**Collected data entries:**
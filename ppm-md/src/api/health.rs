//! Health check endpoint

use axum::{extract::State, routing::get, Json, Router};
use chrono::Utc;
use serde::Serialize;

use crate::AppState;

/// Health check response
#[derive(Debug, Serialize)]
pub struct HealthResponse {
    /// "ok", or "refreshing" while a cycle is running
    pub status: String,
    /// Module name ("ppm-md")
    pub module: String,
    /// Crate version from Cargo.toml
    pub version: String,
    /// Seconds since service started
    pub uptime_seconds: u64,
    /// Error of the last cycle while the job is failing
    #[serde(skip_serializing_if = "Option::is_none")]
    pub last_error: Option<String>,
}

/// GET /health
pub async fn health_check(State(state): State<AppState>) -> Json<HealthResponse> {
    let uptime = Utc::now().signed_duration_since(state.startup_time);
    let uptime_seconds = uptime.num_seconds().max(0) as u64;

    // Durable status row, so failures of scheduled cycles show up too
    let last_error = match state.controller.status().await {
        Ok(Some(status)) if status.consecutive_errors > 0 => status
            .status_details
            .as_ref()
            .and_then(|details| details.get("error"))
            .and_then(|e| e.as_str())
            .map(str::to_string),
        Ok(_) => None,
        Err(e) => Some(format!("status unavailable: {}", e)),
    };
    let status = match state.controller.state() {
        crate::refresh::ControllerState::Idle => "ok",
        crate::refresh::ControllerState::Attempting => "refreshing",
    };

    Json(HealthResponse {
        status: status.to_string(),
        module: "ppm-md".to_string(),
        version: env!("CARGO_PKG_VERSION").to_string(),
        uptime_seconds,
        last_error,
    })
}

/// Build health check routes
pub fn health_routes() -> Router<AppState> {
    Router::new().route("/health", get(health_check))
}
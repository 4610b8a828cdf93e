//! HTTP API handlers for ppm-md

pub mod health;
pub mod refresh;

pub use health::health_routes;
pub use refresh::{get_status, refresh_routes, trigger_refresh};
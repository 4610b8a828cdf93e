//! Database access for ppm-dr
//!
//! All connections are read-only. ppm-md owns the schema and every write.

use anyhow::{Context, Result};
use sqlx::SqlitePool;
use std::path::Path;

/// Connect to the database in read-only mode
///
/// No `immutable=1`: ppm-md keeps publishing while this service runs, and
/// readers must see each committed refresh.
pub async fn connect_readonly(db_path: &Path) -> Result<SqlitePool> {
    if !db_path.exists() {
        anyhow::bail!(
            "Database not found: {}\nPlease run ppm-md first to initialize the database.",
            db_path.display()
        );
    }

    let db_url = format!("sqlite://{}?mode=ro", db_path.display());

    let pool = SqlitePool::connect(&db_url)
        .await
        .context("Failed to connect to database in read-only mode")?;

    Ok(pool)
}
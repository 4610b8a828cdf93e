//! Timestamp utilities
//!
//! All timestamps are persisted as RFC 3339 UTC strings with microsecond
//! precision and a `Z` suffix, so lexical order equals chronological order.

use crate::{Error, Result};
use chrono::{DateTime, SecondsFormat, Utc};

/// Get current UTC timestamp
pub fn now() -> DateTime<Utc> {
    Utc::now()
}

/// Format a timestamp for storage
pub fn to_storage(ts: &DateTime<Utc>) -> String {
    ts.to_rfc3339_opts(SecondsFormat::Micros, true)
}

/// Parse a stored timestamp
pub fn parse_storage(raw: &str) -> Result<DateTime<Utc>> {
    DateTime::parse_from_rfc3339(raw)
        .map(|ts| ts.with_timezone(&Utc))
        .map_err(|e| Error::Validation(format!("invalid timestamp '{}': {}", raw, e)))
}

/// Parse an optional stored timestamp
pub fn parse_storage_opt(raw: Option<String>) -> Result<Option<DateTime<Utc>>> {
    raw.as_deref().map(parse_storage).transpose()
}
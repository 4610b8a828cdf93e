//! PostgreSQL aggregate store
//!
//! Computed rows are staged as a new generation in `master_entity_snapshot`
//! (one transaction). The materialized view `master_entity_data` selects the
//! newest generation, so publishing is `REFRESH MATERIALIZED VIEW`, which
//! swaps contents in place and leaves the old contents visible on error. The
//! view itself is never dropped or written to directly.
//!
//! A generation whose publish fails is deleted right away; older generations
//! are pruned after each successful publish.
//!
//! Readers connect with [`PostgresStore::connect_readonly`], which runs no DDL
//! and opens every session read-only.

use super::{
    AggregateStore, EncodedRow, Predicate, RawAggregate, SnapshotStats, StoreCapabilities,
    AGGREGATE_COLUMNS, HIGH_QUALITY_COMPLETENESS, RANKING_ORDER_SQL,
};
use crate::db::models::AggregateRow;
use crate::read::RankedQuery;
use crate::time::parse_storage_opt;
use crate::Result;
use async_trait::async_trait;
use sqlx::postgres::{PgPool, PgPoolOptions, PgRow};
use sqlx::{PgConnection, Postgres, QueryBuilder, Row};
use tracing::{debug, info, warn};

/// Bulk refresh procedure looked up at connect time
pub const BULK_PROCEDURE: &str = "refresh_all_master_data";

#[derive(Clone)]
pub struct PostgresStore {
    pool: PgPool,
    capabilities: StoreCapabilities,
}

impl PostgresStore {
    /// Connect, create the staging table and view if missing, and detect the bulk procedure
    pub async fn connect(url: &str) -> Result<Self> {
        let pool = PgPoolOptions::new().max_connections(5).connect(url).await?;
        create_schema(&pool).await?;
        Self::from_pool(pool).await
    }

    /// Connect to an existing aggregate without touching the schema.
    ///
    /// Sessions are read-only, so every publish path fails on this store.
    pub async fn connect_readonly(url: &str) -> Result<Self> {
        let pool = PgPoolOptions::new()
            .max_connections(5)
            .after_connect(|conn, _meta| {
                Box::pin(async move {
                    sqlx::query("SET SESSION CHARACTERISTICS AS TRANSACTION READ ONLY")
                        .execute(&mut *conn)
                        .await?;
                    Ok(())
                })
            })
            .connect(url)
            .await?;
        Self::from_pool(pool).await
    }

    async fn from_pool(pool: PgPool) -> Result<Self> {
        let bulk_procedure: bool =
            sqlx::query_scalar("SELECT EXISTS (SELECT 1 FROM pg_proc WHERE proname = $1)")
                .bind(BULK_PROCEDURE)
                .fetch_one(&pool)
                .await?;

        let capabilities = StoreCapabilities {
            native_views: true,
            bulk_procedure,
            row_mutation: false,
        };
        info!(?capabilities, "Connected PostgreSQL aggregate store");

        Ok(Self { pool, capabilities })
    }

    /// Write `rows` as a new generation; returns the generation number
    async fn stage(&self, rows: &[AggregateRow]) -> Result<i64> {
        let encoded = rows.iter().map(EncodedRow::encode).collect::<Result<Vec<_>>>()?;

        let mut tx = self.pool.begin().await?;
        sqlx::query("LOCK TABLE master_entity_snapshot IN SHARE ROW EXCLUSIVE MODE")
            .execute(&mut *tx)
            .await?;
        let generation: i64 =
            sqlx::query_scalar("SELECT COALESCE(MAX(generation), 0)::BIGINT + 1 FROM master_entity_snapshot")
                .fetch_one(&mut *tx)
                .await?;

        for row in &encoded {
            insert_row(&mut tx, generation, row).await?;
        }
        tx.commit().await?;

        debug!(generation, rows = encoded.len(), "Staged aggregate generation");
        Ok(generation)
    }

    /// Stage `rows`, run `command` to publish them, then prune or discard the generation
    async fn publish(&self, rows: &[AggregateRow], command: &str) -> Result<()> {
        let generation = self.stage(rows).await?;
        match sqlx::query(command).execute(&self.pool).await {
            Ok(_) => {
                self.prune(generation).await;
                Ok(())
            }
            Err(e) => {
                self.discard(generation).await;
                Err(e.into())
            }
        }
    }

    /// Delete a staged generation that never got published
    async fn discard(&self, generation: i64) {
        match sqlx::query("DELETE FROM master_entity_snapshot WHERE generation = $1")
            .bind(generation)
            .execute(&self.pool)
            .await
        {
            Ok(result) => debug!(generation, rows = result.rows_affected(), "Discarded unpublished generation"),
            Err(e) => warn!(generation, error = %e, "Failed to discard unpublished generation"),
        }
    }

    /// Drop generations older than the published one
    async fn prune(&self, published: i64) {
        match sqlx::query("DELETE FROM master_entity_snapshot WHERE generation < $1")
            .bind(published)
            .execute(&self.pool)
            .await
        {
            Ok(result) => debug!(published, pruned = result.rows_affected(), "Pruned old generations"),
            Err(e) => warn!(published, error = %e, "Failed to prune old aggregate generations"),
        }
    }
}

async fn create_schema(pool: &PgPool) -> Result<()> {
    sqlx::query(
        r#"
        CREATE TABLE IF NOT EXISTS master_entity_snapshot (
            generation BIGINT NOT NULL,
            entity_id TEXT NOT NULL,
            kind TEXT NOT NULL,
            external_id TEXT NOT NULL,
            provider TEXT NOT NULL,
            name TEXT NOT NULL,
            category TEXT,
            status TEXT NOT NULL,
            lat DOUBLE PRECISION NOT NULL,
            lng DOUBLE PRECISION NOT NULL,
            address TEXT,
            starts_at TEXT,
            ends_at TEXT,
            venue_id TEXT,
            prediction TEXT,
            sentiment TEXT,
            foot_traffic TEXT,
            traffic TEXT,
            weather TEXT,
            demographic TEXT,
            economic TEXT,
            data_completeness_score DOUBLE PRECISION NOT NULL CHECK (data_completeness_score BETWEEN 0 AND 1),
            composite_score DOUBLE PRECISION NOT NULL CHECK (composite_score >= 0),
            data_source_type TEXT NOT NULL,
            latest_observation_at TEXT,
            last_refreshed TEXT NOT NULL,
            PRIMARY KEY (generation, entity_id)
        )
        "#,
    )
    .execute(pool)
    .await?;

    let view = format!(
        r#"
        CREATE MATERIALIZED VIEW IF NOT EXISTS master_entity_data AS
        SELECT {}
        FROM master_entity_snapshot
        WHERE generation = (SELECT MAX(generation) FROM master_entity_snapshot)
        "#,
        AGGREGATE_COLUMNS
    );
    sqlx::query(&view).execute(pool).await?;

    sqlx::query("CREATE UNIQUE INDEX IF NOT EXISTS idx_master_entity_data_id ON master_entity_data (entity_id)")
        .execute(pool)
        .await?;

    Ok(())
}

async fn insert_row(conn: &mut PgConnection, generation: i64, encoded: &EncodedRow<'_>) -> Result<()> {
    let row = encoded.row;
    let sql = format!(
        "INSERT INTO master_entity_snapshot (generation, {}) VALUES \
         ($1, $2, $3, $4, $5, $6, $7, $8, $9, $10, $11, $12, $13, $14, $15, $16, $17, $18, $19, $20, $21, $22, $23, $24, $25, $26)",
        AGGREGATE_COLUMNS
    );
    sqlx::query(&sql)
        .bind(generation)
        .bind(&row.entity_id)
        .bind(row.kind.as_str())
        .bind(&row.external_id)
        .bind(&row.provider)
        .bind(&row.name)
        .bind(&row.category)
        .bind(row.status.as_str())
        .bind(row.lat)
        .bind(row.lng)
        .bind(&row.address)
        .bind(&encoded.starts_at)
        .bind(&encoded.ends_at)
        .bind(&row.venue_id)
        .bind(&encoded.prediction)
        .bind(&encoded.sentiment)
        .bind(&encoded.foot_traffic)
        .bind(&encoded.traffic)
        .bind(&encoded.weather)
        .bind(&encoded.demographic)
        .bind(&encoded.economic)
        .bind(row.data_completeness_score)
        .bind(row.composite_score)
        .bind(&row.data_source_type)
        .bind(&encoded.latest_observation_at)
        .bind(&encoded.last_refreshed)
        .execute(&mut *conn)
        .await?;
    Ok(())
}

fn raw_from_row(row: &PgRow) -> Result<RawAggregate> {
    Ok(RawAggregate {
        entity_id: row.try_get("entity_id")?,
        kind: row.try_get("kind")?,
        external_id: row.try_get("external_id")?,
        provider: row.try_get("provider")?,
        name: row.try_get("name")?,
        category: row.try_get("category")?,
        status: row.try_get("status")?,
        lat: row.try_get("lat")?,
        lng: row.try_get("lng")?,
        address: row.try_get("address")?,
        starts_at: row.try_get("starts_at")?,
        ends_at: row.try_get("ends_at")?,
        venue_id: row.try_get("venue_id")?,
        prediction: row.try_get("prediction")?,
        sentiment: row.try_get("sentiment")?,
        foot_traffic: row.try_get("foot_traffic")?,
        traffic: row.try_get("traffic")?,
        weather: row.try_get("weather")?,
        demographic: row.try_get("demographic")?,
        economic: row.try_get("economic")?,
        data_completeness_score: row.try_get("data_completeness_score")?,
        composite_score: row.try_get("composite_score")?,
        data_source_type: row.try_get("data_source_type")?,
        latest_observation_at: row.try_get("latest_observation_at")?,
        last_refreshed: row.try_get("last_refreshed")?,
    })
}

#[async_trait]
impl AggregateStore for PostgresStore {
    fn backend(&self) -> &'static str {
        "postgres"
    }

    fn capabilities(&self) -> StoreCapabilities {
        self.capabilities
    }

    async fn refresh_native_view(&self, rows: &[AggregateRow]) -> Result<()> {
        self.publish(rows, "REFRESH MATERIALIZED VIEW master_entity_data").await
    }

    async fn run_bulk_procedure(&self, rows: &[AggregateRow]) -> Result<()> {
        self.publish(rows, &format!("SELECT {}()", BULK_PROCEDURE)).await
    }

    async fn read_ranked(&self, query: &RankedQuery) -> Result<Vec<AggregateRow>> {
        let mut qb: QueryBuilder<Postgres> = QueryBuilder::new(format!(
            "SELECT {} FROM master_entity_data WHERE 1 = 1",
            AGGREGATE_COLUMNS
        ));

        for predicate in query.predicates() {
            match predicate {
                Predicate::LatBetween(lo, hi) => {
                    qb.push(" AND lat BETWEEN ").push_bind(lo).push(" AND ").push_bind(hi);
                }
                Predicate::LngBetween(lo, hi) => {
                    qb.push(" AND lng BETWEEN ").push_bind(lo).push(" AND ").push_bind(hi);
                }
                Predicate::CategoryEquals(category) => {
                    qb.push(" AND LOWER(category) = ").push_bind(category);
                }
                Predicate::KindEquals(kind) => {
                    qb.push(" AND kind = ").push_bind(kind);
                }
                Predicate::MinCompleteness(min) => {
                    qb.push(" AND data_completeness_score >= ").push_bind(min);
                }
                Predicate::MinComposite(min) => {
                    qb.push(" AND composite_score >= ").push_bind(min);
                }
                Predicate::StartsFrom(from) => {
                    qb.push(" AND (starts_at IS NULL OR starts_at COLLATE "C" >= ").push_bind(from).push(")");
                }
                Predicate::StartsBefore(before) => {
                    qb.push(" AND (starts_at IS NULL OR starts_at COLLATE "C" < ").push_bind(before).push(")");
                }
                Predicate::StatusEquals(status) => {
                    qb.push(" AND status = ").push_bind(status);
                }
            }
        }

        qb.push(" ORDER BY ").push(RANKING_ORDER_SQL);
        if let Some(limit) = query.limit {
            qb.push(" LIMIT ").push_bind(limit);
        }

        let rows = qb.build().fetch_all(&self.pool).await?;
        rows.iter()
            .map(|row| raw_from_row(row).and_then(RawAggregate::decode))
            .collect()
    }

    async fn snapshot_stats(&self, healthy_completeness: f64) -> Result<SnapshotStats> {
        let row = sqlx::query(
            r#"
            SELECT
                COUNT(*)::BIGINT AS entity_count,
                COALESCE(SUM(CASE WHEN data_completeness_score >= $1 THEN 1 ELSE 0 END), 0)::BIGINT AS healthy_count,
                COALESCE(SUM(CASE WHEN data_completeness_score >= $2 THEN 1 ELSE 0 END), 0)::BIGINT AS high_quality_count,
                COALESCE(AVG(data_completeness_score), 0)::FLOAT8 AS avg_completeness,
                COALESCE(AVG(composite_score), 0)::FLOAT8 AS avg_composite,
                MAX(last_refreshed) AS last_refreshed
            FROM master_entity_data
            "#,
        )
        .bind(healthy_completeness)
        .bind(HIGH_QUALITY_COMPLETENESS)
        .fetch_one(&self.pool)
        .await?;

        let distribution: Vec<(String, i64)> = sqlx::query_as(
            "SELECT data_source_type, COUNT(*)::BIGINT FROM master_entity_data GROUP BY data_source_type",
        )
        .fetch_all(&self.pool)
        .await?;

        Ok(SnapshotStats {
            entity_count: row.try_get("entity_count")?,
            healthy_count: row.try_get("healthy_count")?,
            high_quality_count: row.try_get("high_quality_count")?,
            avg_completeness: row.try_get("avg_completeness")?,
            avg_composite: row.try_get("avg_composite")?,
            last_refreshed: parse_storage_opt(row.try_get("last_refreshed")?)?,
            source_distribution: distribution.into_iter().collect(),
        })
    }
}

**Activity:**
Take from the entries every line that has the string "PostgresStore".

**Exercise answer:**
//! Readers connect with [`PostgresStore::connect_readonly`], which runs no DDL
pub struct PostgresStore {
impl PostgresStore {
impl AggregateStore for PostgresStore {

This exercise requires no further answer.